The consulate was in operation until 1944. In 1952 it fell under the jurisdiction of the Ministry of Foreign Affairs, who then sold it in 1964 to Hakodate City.
This is the only consulate dating from the Russian Empire era, with the interior still retaining the original, elaborate architectural details. It sits on almost an acre of land. The main building (c1908) has a total floor area of 742 sqm (7,984 sq.ft), while the adjoining accommodation building (c1972) has a total floor area of 609 sqm (6,553 sq.ft). It had previously been used by the city as a hospitality training facility until 1996 and has sat vacant ever since.
The original plan was to rent out the building. The city sought out proposals from potential hotel and restaurant operators, but the respondents were less interested in renting and more interested in buying the property.
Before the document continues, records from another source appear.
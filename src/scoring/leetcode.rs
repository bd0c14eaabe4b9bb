//! LeetCode sub-score

use crate::model::LeetCodeProfile;
use crate::taxonomy::SkillTaxonomy;

/// The canonical DSA topics the coverage term is measured against.
pub const DSA_TOPICS: [&str; 7] = [
    "Arrays",
    "Strings",
    "Linked Lists",
    "Trees",
    "Graphs",
    "Dynamic Programming",
    "Sorting",
];

/// Five capped sub-terms: problems solved (40), contest rating (20), DSA
/// topic coverage (25), hard-problem ratio (10), daily streak (5).
pub fn score_leetcode(profile: &LeetCodeProfile, taxonomy: &SkillTaxonomy) -> u32 {
    let solved = profile.problems_solved as f64;

    let solved_term = (solved / 500.0 * 40.0).min(40.0);
    let rating_term = (profile.contest_rating as f64 / 2000.0 * 20.0).min(20.0);

    let covered = DSA_TOPICS
        .iter()
        .filter(|topic| {
            profile
                .topics
                .iter()
                .any(|t| taxonomy.skills_overlap(t, topic))
        })
        .count();
    let coverage_term = covered as f64 / DSA_TOPICS.len() as f64 * 25.0;

    // Guard: a candidate with zero solves has no hard-problem ratio.
    let hard_term = if profile.problems_solved == 0 {
        0.0
    } else {
        (profile.hard_solved as f64 / solved * 40.0).min(10.0)
    };

    let streak_term = (profile.streak_days as f64 / 10.0).min(5.0);

    let total = solved_term + rating_term + coverage_term + hard_term + streak_term;
    total.min(100.0).round() as u32
}

#[cfg(test)]
mod tests {
    use super::*;

    fn profile(solved: u32, hard: u32, rating: u32, streak: u32, topics: &[&str]) -> LeetCodeProfile {
        LeetCodeProfile {
            problems_solved: solved,
            hard_solved: hard,
            contest_rating: rating,
            streak_days: streak,
            topics: topics.iter().map(|s| s.to_string()).collect(),
            ..Default::default()
        }
    }

    #[test]
    fn every_term_at_cap_scores_exactly_100() {
        // 40 + 20 + 25 + 10 + 5, then capped at 100 regardless.
        let p = profile(500, 150, 2000, 50, &DSA_TOPICS);
        assert_eq!(score_leetcode(&p, &SkillTaxonomy::new()), 100);
    }

    #[test]
    fn solved_term_caps_at_40() {
        let tax = SkillTaxonomy::new();
        let at_cap = profile(500, 0, 0, 0, &[]);
        let over_cap = profile(5000, 0, 0, 0, &[]);
        assert_eq!(score_leetcode(&at_cap, &tax), 40);
        assert_eq!(score_leetcode(&over_cap, &tax), 40);
    }

    #[test]
    fn hard_ratio_term_caps_at_10() {
        let tax = SkillTaxonomy::new();
        // 100% hard would be 40 raw points, capped at 10.
        let p = profile(100, 100, 0, 0, &[]);
        let baseline = profile(100, 0, 0, 0, &[]);
        assert_eq!(score_leetcode(&p, &tax) - score_leetcode(&baseline, &tax), 10);
    }

    #[test]
    fn zero_solved_has_no_hard_ratio() {
        let p = profile(0, 10, 0, 0, &[]);
        assert_eq!(score_leetcode(&p, &SkillTaxonomy::new()), 0);
    }

    #[test]
    fn topic_coverage_is_fractional() {
        let tax = SkillTaxonomy::new();
        let none = profile(0, 0, 0, 0, &[]);
        let all = profile(0, 0, 0, 0, &DSA_TOPICS);
        assert_eq!(score_leetcode(&none, &tax), 0);
        assert_eq!(score_leetcode(&all, &tax), 25);
    }

    #[test]
    fn monotonic_in_problems_solved() {
        let tax = SkillTaxonomy::new();
        let mut last = 0;
        for solved in [0, 50, 150, 300, 500, 800] {
            let score = score_leetcode(&profile(solved, 0, 0, 0, &[]), &tax);
            assert!(score >= last, "score dropped at solved={}", solved);
            last = score;
        }
    }

    #[test]
    fn bounded_to_100() {
        let p = profile(u32::MAX, u32::MAX, u32::MAX, u32::MAX, &DSA_TOPICS);
        assert!(score_leetcode(&p, &SkillTaxonomy::new()) <= 100);
    }
}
Those that would consider renting required the city to cover the renovation costs.
Any sale would come with conditions whereby the city would oversee that the property was not destroyed for the first 10 years following the sale, with a buy-back clause if the buyer violated this condition. Any further re-sale by the buyer would also be banned for the first 20 years. Potential buyers would also be required to submit a proposal showing plans to follow heritage protection guidelines, have good financials, and a sound long-term maintenance and preservation schedule. Simply turning up with a bag full of cash will not be enough to satisfy the sale requirements.
Much of the city’s sightseeing is limited to the Motomachi district, where several historic buildings have been opened up to the public. In 1992, the former British Consulate (c1913) was converted into a museum and tearoom. It had previously been used as a city hospital. The former Fuji Bank Hakodate Branch (c1932) was converted into a hotel in 2017. In the same year the former Jinju Life Insurance Building (c1922) was converted by several real estate companies into a restaurant and hostel.
The Asahi Shimbun, May 17, 2020.
The Hokkaido Shimbun, March 6, 2020.